**TASK REQUIREMENTS:**
Given the records below, pull every line with the word "that" into the answer.
═════ DATA TO PROCESS
//! Cache Facade Module
//!
//! Public cache API. Every operation takes the key as an ordered list of
//! parts, encodes it with the configured codec and then talks to the store.

use std::sync::Arc;
use std::time::Duration;

use crate::cache::{Entry, Lookup, Store};
use crate::config::CacheConfig;
use crate::error::{CacheError, Result};
use crate::tasks::CleanupScheduler;

// == Cache ==
/// Thread-safe in-memory cache with composite keys and optional TTL.
///
/// Share it between threads behind an `Arc`. Dropping the cache stops its
/// cleanup worker.
///
/// # Example
/// ```
/// use mini_memcache::Cache;
///
/// let cache: Cache<String> = Cache::new();
/// cache.set("hello".to_string(), &["greeting"]);
/// assert_eq!(cache.get(&["greeting"]).unwrap(), "hello");
/// ```
#[derive(Debug)]
pub struct Cache<T> {
    store: Arc<Store<T>>,
    scheduler: Option<CleanupScheduler>,
}

impl<T> Cache<T>
where
    T: Clone + Default + Send + Sync + 'static,
{
    // == Constructors ==
    /// Creates a cache with the default configuration (no background cleanup).
    pub fn new() -> Self {
        Self {
            store: Arc::new(Store::new(CacheConfig::default().key_encoding)),
            scheduler: None,
        }
    }

    /// Creates a cache from `config`, starting the cleanup worker if enabled.
    ///
    /// # Errors
    /// [`CacheError::Scheduler`] if the cleanup worker cannot be started.
    pub fn with_config(config: CacheConfig) -> Result<Self> {
        let interval = config.effective_cleanup_interval();
        let store = Arc::new(Store::new(config.key_encoding));

        let scheduler = match interval {
            Some(interval) => Some(CleanupScheduler::start(Arc::clone(&store), interval)?),
            None => None,
        };

        Ok(Self { store, scheduler })
    }

    fn key<S: AsRef<str>>(&self, keys: &[S]) -> String {
        self.store.encoding().encode(keys)
    }

    // == Set ==
    /// Stores `value` without expiration.
    pub fn set<S: AsRef<str>>(&self, value: T, keys: &[S]) {
        self.set_with_exp(value, Duration::ZERO, keys);
    }

    /// Stores `value`, expiring after `ttl`. A zero `ttl` never expires.
    pub fn set_with_exp<S: AsRef<str>>(&self, value: T, ttl: Duration, keys: &[S]) {
        self.store.put(self.key(keys), value, ttl);
    }

    // == Get ==
    /// Retrieves the value stored under `keys`.
    ///
    /// An expired value is reset to `T::default()` in place; the key stays
    /// present until deleted, cleared or swept.
    pub fn get<S: AsRef<str>>(&self, keys: &[S]) -> Result<T> {
        match self.store.get(&self.key(keys)) {
            Lookup::Hit(value) => Ok(value),
            Lookup::Expired => Err(CacheError::Expired(owned(keys))),
            Lookup::Missing => Err(CacheError::NotFound(owned(keys))),
        }
    }

    // == Delete ==
    /// Removes the entry stored under `keys`.
    pub fn delete<S: AsRef<str>>(&self, keys: &[S]) -> Result<()> {
        if self.store.delete(&self.key(keys)) {
            Ok(())
        } else {
            Err(CacheError::NotFound(owned(keys)))
        }
    }

    // == Presence ==
    /// Returns true if `keys` is present, whether or not it has expired.
    pub fn is_exist<S: AsRef<str>>(&self, keys: &[S]) -> bool {
        self.store.contains(&self.key(keys))
    }

    /// Reports whether the entry under `keys` has expired. Never flushes.
    pub fn is_expired<S: AsRef<str>>(&self, keys: &[S]) -> Result<bool> {
        self.store
            .peek(&self.key(keys), Entry::is_expired)
            .ok_or_else(|| CacheError::NotFound(owned(keys)))
    }

    // == TTL ==
    /// Returns the remaining lifetime of the entry under `keys`.
    ///
    /// `Ok(None)` means the entry never expires.
    pub fn ttl<S: AsRef<str>>(&self, keys: &[S]) -> Result<Option<Duration>> {
        match self.store.peek(&self.key(keys), Entry::remaining) {
            None => Err(CacheError::NotFound(owned(keys))),
            Some(None) => Ok(None),
            Some(Some(remaining)) if remaining.is_zero() => Err(CacheError::Expired(owned(keys))),
            Some(Some(remaining)) => Ok(Some(remaining)),
        }
    }

    // == Keys ==
    /// Returns every stored key, decoded, in no particular order.
    pub fn keys(&self) -> Vec<Vec<String>> {
        self.store.list_keys()
    }

    /// Returns every stored key whose leading parts equal `prefix`.
    ///
    /// Like [`Cache::is_exist`], this sees expired entries that have not been
    /// swept yet.
    pub fn keys_from_prefix<S: AsRef<str>>(&self, prefix: &[S]) -> Vec<Vec<String>> {
        self.store.list_keys_with_prefix(prefix)
    }

    // == Bulk Get ==
    /// Returns the values of all present entries.
    ///
    /// Not an atomic snapshot: keys are listed first, then read one by one.
    /// Keys deleted in between are skipped. Expired entries are flushed by
    /// the read and contribute `T::default()`.
    pub fn gets(&self) -> Vec<T> {
        self.keys()
            .iter()
            .filter_map(|parts| match self.get(parts.as_slice()) {
                Ok(value) => Some(value),
                Err(CacheError::Expired(_)) => Some(T::default()),
                Err(_) => None,
            })
            .collect()
    }

    /// Returns the values of all live entries under `prefix`.
    ///
    /// # Errors
    /// [`CacheError::NoMatch`] if no stored key has the prefix. A prefix that
    /// matches only expired or vanished entries yields `Ok` with an empty list.
    pub fn gets_from_prefix<S: AsRef<str>>(&self, prefix: &[S]) -> Result<Vec<T>> {
        let keys = self.keys_from_prefix(prefix);
        if keys.is_empty() {
            return Err(CacheError::NoMatch(owned(prefix)));
        }
        Ok(self.live_values_of(keys))
    }

    fn live_values_of(&self, keys: Vec<Vec<String>>) -> Vec<T> {
        keys.iter().filter_map(|parts| self.get(parts.as_slice()).ok()).collect()
    }

    // == Clear ==
    /// Removes every entry.
    pub fn clear(&self) {
        self.store.clear();
    }

    // == Length ==
    /// Returns the number of stored keys, expired or not.
    pub fn len(&self) -> usize {
        self.store.len()
    }

    /// Returns true if no key is stored.
    pub fn is_empty(&self) -> bool {
        self.store.is_empty()
    }
}

impl<T> Cache<T> {
    // == Close ==
    /// Stops the cleanup worker, if any, and waits for it to exit.
    ///
    /// Safe to call any number of times, from any thread.
    pub fn close(&self) {
        if let Some(scheduler) = &self.scheduler {
            scheduler.shutdown();
        }
    }
}

impl<T> Default for Cache<T>
where
    T: Clone + Default + Send + Sync + 'static,
{
    fn default() -> Self {
        Self::new()
    }
}

impl<T> Drop for Cache<T> {
    fn drop(&mut self) {
        self.close();
    }
}

fn owned<S: AsRef<str>>(keys: &[S]) -> Vec<String> {
    keys.iter().map(|key| key.as_ref().to_owned()).collect()
}

// == Unit Tests ==
#[cfg(test)]
mod tests {
    use super::*;
    use std::thread::sleep;

    const NO_KEY: [&str; 0] = [];

    #[test]
    fn test_set_and_get() {
        let cache = Cache::new();

        cache.set("hello".to_string(), &["greeting"]);

        assert_eq!(cache.get(&["greeting"]).unwrap(), "hello");
    }

    #[test]
    fn test_get_missing() {
        let cache: Cache<String> = Cache::new();

        let err = cache.get(&["nonexistent"]).unwrap_err();
        assert!(matches!(err, CacheError::NotFound(ref keys) if keys == &["nonexistent"]));
    }

    #[test]
    fn test_empty_key_is_distinct() {
        let cache = Cache::new();

        cache.set(1u32, &NO_KEY);
        cache.set(2u32, &[""]);

        assert_eq!(cache.get(&NO_KEY).unwrap(), 1);
        assert_eq!(cache.get(&[""]).unwrap(), 2);
        assert_eq!(cache.len(), 2);
    }

    #[test]
    fn test_expired_get_flushes_but_keeps_key() {
        let cache = Cache::new();

        cache.set_with_exp("temp".to_string(), Duration::from_millis(30), &["key"]);
        assert_eq!(cache.get(&["key"]).unwrap(), "temp");

        sleep(Duration::from_millis(60));

        assert!(matches!(cache.get(&["key"]), Err(CacheError::Expired(_))));
        assert!(cache.is_exist(&["key"]));
        assert!(cache.is_expired(&["key"]).unwrap());
        assert_eq!(cache.keys(), vec![vec!["key".to_string()]]);
    }

    #[test]
    fn test_delete() {
        let cache = Cache::new();

        assert!(matches!(cache.delete(&["missing"]), Err(CacheError::NotFound(_))));

        cache.set("v".to_string(), &["k"]);
        assert!(cache.delete(&["k"]).is_ok());
        assert!(!cache.is_exist(&["k"]));
    }

    #[test]
    fn test_is_expired() {
        let cache = Cache::new();

        assert!(cache.is_expired(&["missing"]).unwrap_err().is_not_found());

        cache.set(1u8, &["permanent"]);
        cache.set_with_exp(1u8, Duration::from_secs(60), &["alive"]);
        assert!(!cache.is_expired(&["permanent"]).unwrap());
        assert!(!cache.is_expired(&["alive"]).unwrap());
    }

    #[test]
    fn test_ttl() {
        let cache = Cache::new();

        assert!(cache.ttl(&["missing"]).unwrap_err().is_not_found());

        cache.set("permanent".to_string(), &["key1"]);
        assert_eq!(cache.ttl(&["key1"]).unwrap(), None);

        cache.set_with_exp("temp".to_string(), Duration::from_millis(200), &["key2"]);
        let remaining = cache.ttl(&["key2"]).unwrap().unwrap();
        assert!(remaining > Duration::ZERO);
        assert!(remaining <= Duration::from_millis(200));

        sleep(Duration::from_millis(250));
        assert!(cache.ttl(&["key2"]).unwrap_err().is_expired());
    }

    #[test]
    fn test_keys_from_prefix() {
        let cache = Cache::new();

        cache.set(1, &["a", "b", "c"]);
        cache.set(2, &["a", "b", "d"]);
        cache.set(3, &["x", "y", "z"]);

        let mut keys = cache.keys_from_prefix(&["a", "b"]);
        keys.sort();
        assert_eq!(keys, vec![vec!["a", "b", "c"], vec!["a", "b", "d"]]);

        assert!(cache.keys_from_prefix(&["a", "b", "c", "d"]).is_empty());
        assert_eq!(cache.keys_from_prefix(&NO_KEY).len(), 3);
    }

    #[test]
    fn test_gets() {
        let cache = Cache::new();

        cache.set(1, &["a"]);
        cache.set(2, &["b"]);
        cache.set_with_exp(3, Duration::from_millis(10), &["c"]);
        sleep(Duration::from_millis(30));

        let mut values = cache.gets();
        values.sort();
        assert_eq!(values, vec![0, 1, 2]);
        assert_eq!(values.len(), cache.keys().len());
    }

    #[test]
    fn test_gets_skips_deleted_keys() {
        let cache = Cache::new();

        cache.set("a".to_string(), &["a"]);
        cache.set("b".to_string(), &["b"]);
        cache.delete(&["a"]).unwrap();

        assert_eq!(cache.gets(), vec!["b".to_string()]);
    }

    #[test]
    fn test_drop_stops_worker() {
        let cache = Cache::with_config(
            CacheConfig::new().with_auto_cleanup(Duration::from_millis(5)),
        )
        .unwrap();
        cache.set("v".to_string(), &["k"]);

        let store = Arc::clone(&cache.store);
        assert_eq!(Arc::strong_count(&store), 3);

        drop(cache);

        // The worker released its handle on the store when its thread exited
        assert_eq!(Arc::strong_count(&store), 1);

        store.put("stale".to_string(), "v".to_string(), Duration::from_millis(1));
        sleep(Duration::from_millis(40));
        assert!(store.contains("stale"));
    }

    #[test]
    fn test_gets_from_prefix() {
        let cache = Cache::new();

        cache.set(10, &["user", "1"]);
        cache.set(20, &["user", "2"]);
        cache.set(30, &["group", "1"]);
        cache.set_with_exp(40, Duration::from_millis(10), &["session", "1"]);
        sleep(Duration::from_millis(30));

        let mut users = cache.gets_from_prefix(&["user"]).unwrap();
        users.sort();
        assert_eq!(users, vec![10, 20]);

        let err = cache.gets_from_prefix(&["nobody"]).unwrap_err();
        assert!(matches!(err, CacheError::NoMatch(ref prefix) if prefix == &["nobody"]));

        // Matches a key, but the only entry has expired
        assert_eq!(cache.gets_from_prefix(&["session"]).unwrap(), Vec::<i32>::new());
    }

    #[test]
    fn test_clear() {
        let cache = Cache::new();

        cache.set(1, &["a"]);
        cache.set(2, &["b"]);
        cache.clear();

        assert!(cache.is_empty());
        assert!(cache.keys().is_empty());
    }

    #[test]
    fn test_close_without_scheduler() {
        let cache: Cache<u8> = Cache::new();
        cache.close();
        cache.close();
    }

    #[test]
    fn test_delimited_encoding() {
        let cache = Cache::with_config(CacheConfig::new().with_key_separator("|")).unwrap();

        cache.set("v".to_string(), &["a", "b"]);

        assert_eq!(cache.get(&["a|b"]).unwrap(), "v");
        assert_eq!(cache.keys(), vec![vec!["a".to_string(), "b".to_string()]]);
    }
}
══════════
**ANSWER AREA:**
    /// Like [`Cache::is_exist`], this sees expired entries that have not been
    /// [`CacheError::NoMatch`] if no stored key has the prefix. A prefix that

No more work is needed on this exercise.